Sometimes it doesn’t even take four seconds.
Your lock eyes, your heart is gone, and you know that if the sheer force of love can save this cat, she will thrive for an eon. So it was with Sylvia.
All Tabby’s Place cats come to the sanctuary from hopeless situations. But rarely is “hopeless” so immediately, awfully obvious as it was for a certain sable angel.
When we met Sylvia, she couldn’t stand. Each time she tried, she’d knuckle over on one, then the other hind leg, with worry sweeping her sweet face on each try. Worry swept over each of our faces as we touched Sylvia’s back legs: cold.

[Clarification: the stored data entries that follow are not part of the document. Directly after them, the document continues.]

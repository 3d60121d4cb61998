// Released under MIT License.
// Copyright (c) 2024 venus_gmx developers

//! Implementation of functions for reading gro templates and writing gro trajectories.

use std::fs::File;
use std::io::{BufRead, BufReader, BufWriter, Write};
use std::path::Path;

use tracing::warn;

use crate::auxiliary::{GRO_MAX_COORDINATE, GRO_MIN_COORDINATE};
use crate::errors::{ParseTemplateError, WriteTrajError};
use crate::io::traj_write::TrajWrite;
use crate::structures::{
    frame::Frame,
    template::{GroTemplate, TemplateAtom},
    vector3d::Vector3D,
};

/**************************/
/*   READING GRO TEMPLATE  */
/**************************/

/// Read a gro file and construct a `GroTemplate` from it.
///
/// Only the title, the atom and residue naming, and the box dimensions are used.
/// Positions and velocities of the template atoms are ignored.
///
/// ## Example
/// ```no_run
/// use venus_gmx::prelude::*;
///
/// let template = read_gro_template("template.gro").unwrap();
/// println!("Template `{}` contains {} atoms.", template.title(), template.n_atoms());
/// ```
///
/// ## Notes
/// - Trailing whitespace is removed from the title, residue names and atom names.
///   Leading whitespace is kept so that the names are written back exactly as they were read.
/// - Off-diagonal components of a triclinic box are ignored. Only the first three values of the box line are used.
pub fn read_gro_template(filename: impl AsRef<Path>) -> Result<GroTemplate, ParseTemplateError> {
    let file = match File::open(filename.as_ref()) {
        Ok(x) => x,
        Err(_) => {
            return Err(ParseTemplateError::FileNotFound(Box::from(
                filename.as_ref(),
            )))
        }
    };

    let mut buffer = BufReader::new(file);

    let title = get_title(&mut buffer, filename.as_ref())?;
    let n_atoms = get_natoms(&mut buffer, filename.as_ref())?;

    let mut atoms = Vec::with_capacity(n_atoms);
    for _ in 0..n_atoms {
        let line = read_line(&mut buffer, filename.as_ref())?;
        atoms.push(line_as_template_atom(&line)?);
    }

    let line = read_line(&mut buffer, filename.as_ref())?;
    let simbox = line_as_box(&line)?;

    Ok(GroTemplate::new(&title, atoms, simbox))
}

/// Read the next line in the provided buffer. Newline characters are removed.
fn read_line(
    buffer: &mut BufReader<File>,
    filename: impl AsRef<Path>,
) -> Result<String, ParseTemplateError> {
    let mut line = String::new();
    match buffer.read_line(&mut line) {
        Ok(0) | Err(_) => Err(ParseTemplateError::LineNotFound(Box::from(
            filename.as_ref(),
        ))),
        Ok(_) => Ok(line.trim_end_matches(['\n', '\r']).to_owned()),
    }
}

/// Read the next line in the provided buffer and parse it as a title.
fn get_title(
    buffer: &mut BufReader<File>,
    filename: impl AsRef<Path>,
) -> Result<String, ParseTemplateError> {
    read_line(buffer, filename).map(|title| title.trim_end().to_owned())
}

/// Read the next line in the provided buffer and parse it as the number of atoms.
fn get_natoms(
    buffer: &mut BufReader<File>,
    filename: impl AsRef<Path>,
) -> Result<usize, ParseTemplateError> {
    let line = read_line(buffer, filename)?;
    line.trim()
        .parse::<usize>()
        .map_err(|_| ParseTemplateError::ParseLineErr(line.trim().to_owned()))
}

/// Parse a line as a template atom.
fn line_as_template_atom(line: &str) -> Result<TemplateAtom, ParseTemplateError> {
    let error = || ParseTemplateError::ParseAtomLineErr(line.to_owned());
    let column = |start: usize, end: usize| line.get(start..end).ok_or_else(error);

    let resid = column(0, 5)?
        .trim()
        .parse::<usize>()
        .map_err(|_| error())?;

    let resname = column(5, 10)?.trim_end();
    if resname.is_empty() {
        return Err(error());
    }

    let atomname = column(10, 15)?.trim_end();
    if atomname.is_empty() {
        return Err(error());
    }

    let atomid = column(15, 20)?
        .trim()
        .parse::<usize>()
        .map_err(|_| error())?;

    Ok(TemplateAtom::new(resid, resname, atomname, atomid))
}

/// Parse a line as simulation box dimensions.
fn line_as_box(line: &str) -> Result<Vector3D, ParseTemplateError> {
    let values = line
        .split_whitespace()
        .map(|token| token.parse::<f64>())
        .collect::<Result<Vec<f64>, _>>()
        .map_err(|_| ParseTemplateError::ParseBoxLineErr(line.to_owned()))?;

    if values.len() != 3 && values.len() != 9 {
        return Err(ParseTemplateError::ParseBoxLineErr(line.to_owned()));
    }

    if values.iter().skip(3).any(|&x| x != 0.0) {
        warn!(
            "Box of the template is not orthogonal. Only box-x, box-y and box-z will be written."
        );
    }

    Ok(Vector3D::new(values[0], values[1], values[2]))
}

/**************************/
/*       WRITING GRO      */
/**************************/

/// Check that all positions of all frames can be written into a gro file.
///
/// ## Returns
/// `Ok` if all coordinates fit. Otherwise `WriteTrajError::CoordinateTooLarge`
/// identifying the first offending atom (1-based) and the cycle of its frame.
pub fn check_gro_coordinates<'a>(
    frames: impl IntoIterator<Item = &'a Frame>,
) -> Result<(), WriteTrajError> {
    for frame in frames {
        for (i, position) in frame.positions().iter().enumerate() {
            let (min, max) = position.min_max();
            if min < GRO_MIN_COORDINATE || max > GRO_MAX_COORDINATE {
                return Err(WriteTrajError::CoordinateTooLarge {
                    atom: i + 1,
                    cycle: frame.cycle(),
                });
            }
        }
    }

    Ok(())
}

/// Check that the frame contains the same number of atoms as the template.
pub(crate) fn check_template_atoms(template: &GroTemplate, frame: &Frame) -> Result<(), WriteTrajError> {
    if frame.n_atoms() != template.n_atoms() {
        return Err(WriteTrajError::AtomsNumberMismatch {
            cycle: frame.cycle(),
            frame: frame.n_atoms(),
            template: template.n_atoms(),
        });
    }

    Ok(())
}

/// Writer of gro trajectories. Naming of atoms and the box are taken from a `GroTemplate`.
pub struct GroWriter<'a> {
    gro: BufWriter<File>,
    filename: Box<Path>,
    template: &'a GroTemplate,
}

impl<'a> GroWriter<'a> {
    /// Create a new gro file and associate it with a template.
    pub fn new(filename: impl AsRef<Path>, template: &'a GroTemplate) -> Result<Self, WriteTrajError> {
        let output = File::create(&filename)
            .map_err(|_| WriteTrajError::CouldNotCreate(Box::from(filename.as_ref())))?;

        Ok(GroWriter {
            gro: BufWriter::new(output),
            filename: Box::from(filename.as_ref()),
            template,
        })
    }

    fn write_error(&self) -> WriteTrajError {
        WriteTrajError::CouldNotWrite(self.filename.clone())
    }
}

impl TrajWrite for GroWriter<'_> {
    fn write_frame(&mut self, frame: &Frame) -> Result<(), WriteTrajError> {
        check_template_atoms(self.template, frame)?;

        write_gro_frame(&mut self.gro, self.template, frame).map_err(|_| self.write_error())
    }

    fn flush(&mut self) -> Result<(), WriteTrajError> {
        self.gro.flush().map_err(|_| self.write_error())
    }
}

/// Write a single gro frame into an open stream.
fn write_gro_frame(
    writer: &mut impl Write,
    template: &GroTemplate,
    frame: &Frame,
) -> std::io::Result<()> {
    writeln!(
        writer,
        "{} Traj {}, t= {:.4} ps",
        template.title(),
        frame.trajectory_index(),
        frame.time()
    )?;
    writeln!(writer, "{}", template.n_atoms())?;

    for ((atom, pos), vel) in template
        .atoms()
        .iter()
        .zip(frame.positions())
        .zip(frame.velocities())
    {
        writeln!(
            writer,
            "{:>5}{:<5}{:<5}{:>5}{:8.3}{:8.3}{:8.3}{:8.4}{:8.4}{:8.4}",
            atom.residue_number(),
            atom.residue_name(),
            atom.atom_name(),
            atom.atom_number(),
            pos.x,
            pos.y,
            pos.z,
            vel.x,
            vel.y,
            vel.z
        )?;
    }

    let simbox = template.simbox();
    writeln!(writer, "{:10.6}{:10.6}{:10.6}", simbox.x, simbox.y, simbox.z)
}

/******************************/
/*         UNIT TESTS         */
/******************************/

#[cfg(test)]
mod tests_read {
    use super::*;
    use float_cmp::assert_approx_eq;

    #[test]
    fn read() {
        let template = read_gro_template("test_files/template.gro").unwrap();

        assert_eq!(template.title(), "Water molecule");
        assert_eq!(template.n_atoms(), 3);

        let atoms = template.atoms();
        assert_eq!(atoms[0], TemplateAtom::new(1, "SOL", "   OW", 1));
        assert_eq!(atoms[1], TemplateAtom::new(1, "SOL", "  HW1", 2));
        assert_eq!(atoms[2], TemplateAtom::new(1, "SOL", "  HW2", 3));

        assert_approx_eq!(f64, template.simbox().x, 3.0);
        assert_approx_eq!(f64, template.simbox().y, 3.5);
        assert_approx_eq!(f64, template.simbox().z, 4.25);
    }

    #[test]
    fn read_triclinic_zero() {
        let template = read_gro_template("test_files/template_9box.gro").unwrap();
        assert_eq!(template.n_atoms(), 3);
        assert_approx_eq!(f64, template.simbox().x, 3.0);
        assert_approx_eq!(f64, template.simbox().z, 4.25);
    }

    #[test]
    fn read_triclinic() {
        let template = read_gro_template("test_files/template_triclinic.gro").unwrap();
        assert_eq!(template.n_atoms(), 3);
        assert_approx_eq!(f64, template.simbox().x, 3.0);
        assert_approx_eq!(f64, template.simbox().y, 3.5);
        assert_approx_eq!(f64, template.simbox().z, 4.25);
    }

    #[test]
    fn box_line_triclinic() {
        let simbox = line_as_box("   3.0   3.5   4.25   0.0   0.0   1.0   0.0   0.5   0.0").unwrap();
        assert_eq!(simbox, Vector3D::new(3.0, 3.5, 4.25));
    }

    #[test]
    fn read_nonexistent() {
        match read_gro_template("test_files/nonexistent.gro") {
            Err(ParseTemplateError::FileNotFound(e)) => {
                assert_eq!(e, Box::from(Path::new("test_files/nonexistent.gro")))
            }
            Ok(_) => panic!("Parsing should have failed, but it succeeded."),
            Err(e) => panic!("Incorrect error type `{:?}` was returned.", e),
        }
    }

    macro_rules! read_fails {
        ($name:ident, $file:expr, $variant:path) => {
            #[test]
            fn $name() {
                match read_gro_template($file) {
                    Err($variant(_)) => (),
                    Ok(_) => panic!("Parsing should have failed, but it succeeded."),
                    Err(e) => panic!("Incorrect error type `{:?}` was returned.", e),
                }
            }
        };
    }

    read_fails!(
        read_missing_box,
        "test_files/template_nobox.gro",
        ParseTemplateError::LineNotFound
    );
    read_fails!(
        read_invalid_atoms,
        "test_files/template_invalid_natoms.gro",
        ParseTemplateError::ParseLineErr
    );
    read_fails!(
        read_invalid_atom_line,
        "test_files/template_invalid_line.gro",
        ParseTemplateError::ParseAtomLineErr
    );

    #[test]
    fn atom_line() {
        let atom = line_as_template_atom("  105LYS     CA 1652   1.234   2.345   3.456").unwrap();
        assert_eq!(atom, TemplateAtom::new(105, "LYS", "   CA", 1652));
    }

    #[test]
    fn atom_line_short() {
        assert_eq!(
            line_as_template_atom("    1SOL     OW"),
            Err(ParseTemplateError::ParseAtomLineErr(
                "    1SOL     OW".to_owned()
            ))
        );
    }

    #[test]
    fn box_line_invalid() {
        assert_eq!(
            line_as_box("   3.0   3.0"),
            Err(ParseTemplateError::ParseBoxLineErr("   3.0   3.0".to_owned()))
        );
        assert_eq!(
            line_as_box("   3.0   x   3.0"),
            Err(ParseTemplateError::ParseBoxLineErr(
                "   3.0   x   3.0".to_owned()
            ))
        );
    }
}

I feel a uniquely-awful uselessness at these moments. Denise and Danielle, who actually know a thing or two (or ten thousand trillion) about actually helping a cat in medical crisis, were doing their much-needed thing. And I…well, I was just talking. My eyes locked with Sylvia’s, I cooed and chatted and nattered on like a fool, anything to soothe the soul whose sweetness was blazing through even in her moment of greatest need. As scared as she must have been, Sylvia snuggled under our touch, looked each of us full in the face, and seemed to know in her singular, Sylvia way that she was now with family.
Denise has an uncanny way of reading the secrets cats keep just under their symptoms, and so she knew right away that we’d need the help of the emergency vet to save Sylvia. No sooner had I fallen in love than Sylvia was whisked off to the offices of Dr. Fantastic and company. My heart hung out in my throat for the next few hours as we waited and waited. Then came the diagnosis: saddle thrombus. Translation for nonmedical noodleheads like me: bad, bad news. In this case, even badder (by far) than Leroy Brown. The prognosis for this particular badness is “guarded to poor.”
As Denise had feared, Sylvia had thrown a nasty blood clot, cutting off circulation to her hind legs. Blood thinners and some serious pain medication could help…but we shouldn’t count on it. Cats come back from saddle thrombus about as often as they sing German folk dances while eating cotton candy.
Well, pull on your lederhosen and fire up the spun-sugar machine.
Against all odds and expectations – and working in perfect cooperation with all our prayers – our wonder cat Sylvia is making a full recovery. She’s regained the full use of those back legs, and by all accounts she’s…well, back in the saddle again.
Denise and Dr. C are merciful in not sugar-coating these things. It helps no one to carry false hope. Sylvia, they tell me, still has Very Very Bad heart disease. She’s out of these particularly dark woods, but she’s carrying around a time bomb as she skips along the forest’s edge.
No matter. A certain tabby soulmate of mine and I know about fragile hearts and thriving through the threats of scary diagnoses. Sylvia, darling, thrive on and defy those odds. Heart disease be darned – our hearts crave eons with you before riding off into any sunsets.